Tout cela a poussé les États-Unis dans une guerre pour le matériel médical, se battant et rivalisant pour garantir l’approvisionnement, allant même jusqu’à faire des enchères pour acheter ce dont ils ont besoin.
« La Californie fait une offre, la Floride fait une offre, New York fait une offre, la Californie répond à l'offre — c'est ce pour quoi les 50 États des États-Unis se disputent l'achat.
Le gouverneur de New York, Andrew Cuomo, a comparé la compétition à « une vente aux enchères de respirateurs sur eBay » et les prix n’ont cessé d’augmenter.
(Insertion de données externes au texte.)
// Copyright 2025 the Flick Authors
// SPDX-License-Identifier: Apache-2.0 OR MIT

//! Per-tile zoom/pan state machine.
//!
//! A [`TileController`] owns the transform of one image and interprets the
//! gesture callbacks routed to it:
//!
//! - Pinch scales relative to the scale anchor captured when the pinch began.
//! - Pan while zoomed moves the content and, once the content has been
//!   dragged past the trigger threshold, requests one page turn.
//! - Pan while not zoomed drags the shared paging offset (self-owned axis).
//! - Pan end either undoes a triggered drag or springs the content back over
//!   the viewport.
//! - Double tap toggles between identity and the double-tap zoom.
//!
//! Returning to a scale of exactly 1 resets the translation and anchors and
//! clears the zoomed flag.

use flick_geometry::{
    PageDirection, ScaleLimits, TileTransform, page_turn_for_bounds, spring_back_targets,
};
use flick_gesture::{FlingDirection, GestureEvent, Recognizers};
use flick_motion::{Animated, TimingSpec};
use kurbo::{Rect, Size, Vec2};

use crate::axis::{OffsetLease, PagingAxis};
use crate::effects::{Effect, EffectQueue};

/// Observable state of a [`TileController`].
#[derive(Clone, Copy, Debug, PartialEq, Eq, Hash)]
pub enum TilePhase {
    /// At identity scale with no gesture in progress.
    Idle,
    /// A pinch is active.
    Zooming,
    /// Zoomed in with no gesture in progress.
    Zoomed,
    /// Panning the zoomed content.
    PanningZoomed,
    /// Panning at identity scale, dragging the paging axis.
    PanningNavigate,
}

#[derive(Debug)]
enum PanMode {
    /// `base` is the gesture translation when this mode started.
    Zoomed { base: Vec2 },
    /// `lease` is `None` when the axis does not accept drags.
    Navigate {
        lease: Option<OffsetLease>,
        base: f64,
    },
}

/// Per-tile behavior knobs.
#[derive(Clone, Copy, Debug, PartialEq)]
pub struct TileOptions {
    /// Allowed zoom range.
    pub limits: ScaleLimits,
    /// Zoom a double tap on an unzoomed tile animates to.
    pub double_tap_scale: f64,
    /// Timing of resets, spring-backs and the double-tap zoom.
    pub timing: TimingSpec,
    /// Whether single taps are recognized and reported.
    pub tap_enabled: bool,
}

impl Default for TileOptions {
    fn default() -> Self {
        Self {
            limits: ScaleLimits::DEFAULT,
            double_tap_scale: 2.0,
            timing: TimingSpec::default(),
            tap_enabled: false,
        }
    }
}

/// Zoom/pan transform and gesture interpretation for one image tile.
#[derive(Debug)]
pub struct TileController {
    index: usize,
    options: TileOptions,
    viewport: Size,
    scale: Animated,
    translate_x: Animated,
    translate_y: Animated,
    scale_anchor: f64,
    pan_anchor: Vec2,
    zoomed: bool,
    scroll_triggered: bool,
    pinching: bool,
    pan: Option<PanMode>,
    // Spring-back deferred until the tile can be measured.
    pending_clamp: bool,
}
Début mars, la Réserve stratégique américaine a annoncé disposer de plus de 16 000 respirateurs, dont certains avaient été achetés il y a 20 ans et d'autres étaient en cours de maintenance. Ces respirateurs, équipements médicaux essentiels au traitement des patients atteints de la Covid-19, coûtent aujourd'hui entre 25 000 et 45 000 dollars.
Les masques faciaux se font également rares, ce qui incite les Centres pour le contrôle et la prévention des maladies (CDC) des États-Unis à recommander aux soignants d'utiliser des masques ou des foulards faits maison en cas de pénurie d'équipements de protection. Les hôpitaux recherchent également de toute urgence des bénévoles ayant des compétences en couture pour les aider.
Les médias américains ont commenté que le manque de préparation a poussé les États-Unis vers une pénurie d'équipements médicaux, forçant les États à se lancer dans une guerre d'enchères.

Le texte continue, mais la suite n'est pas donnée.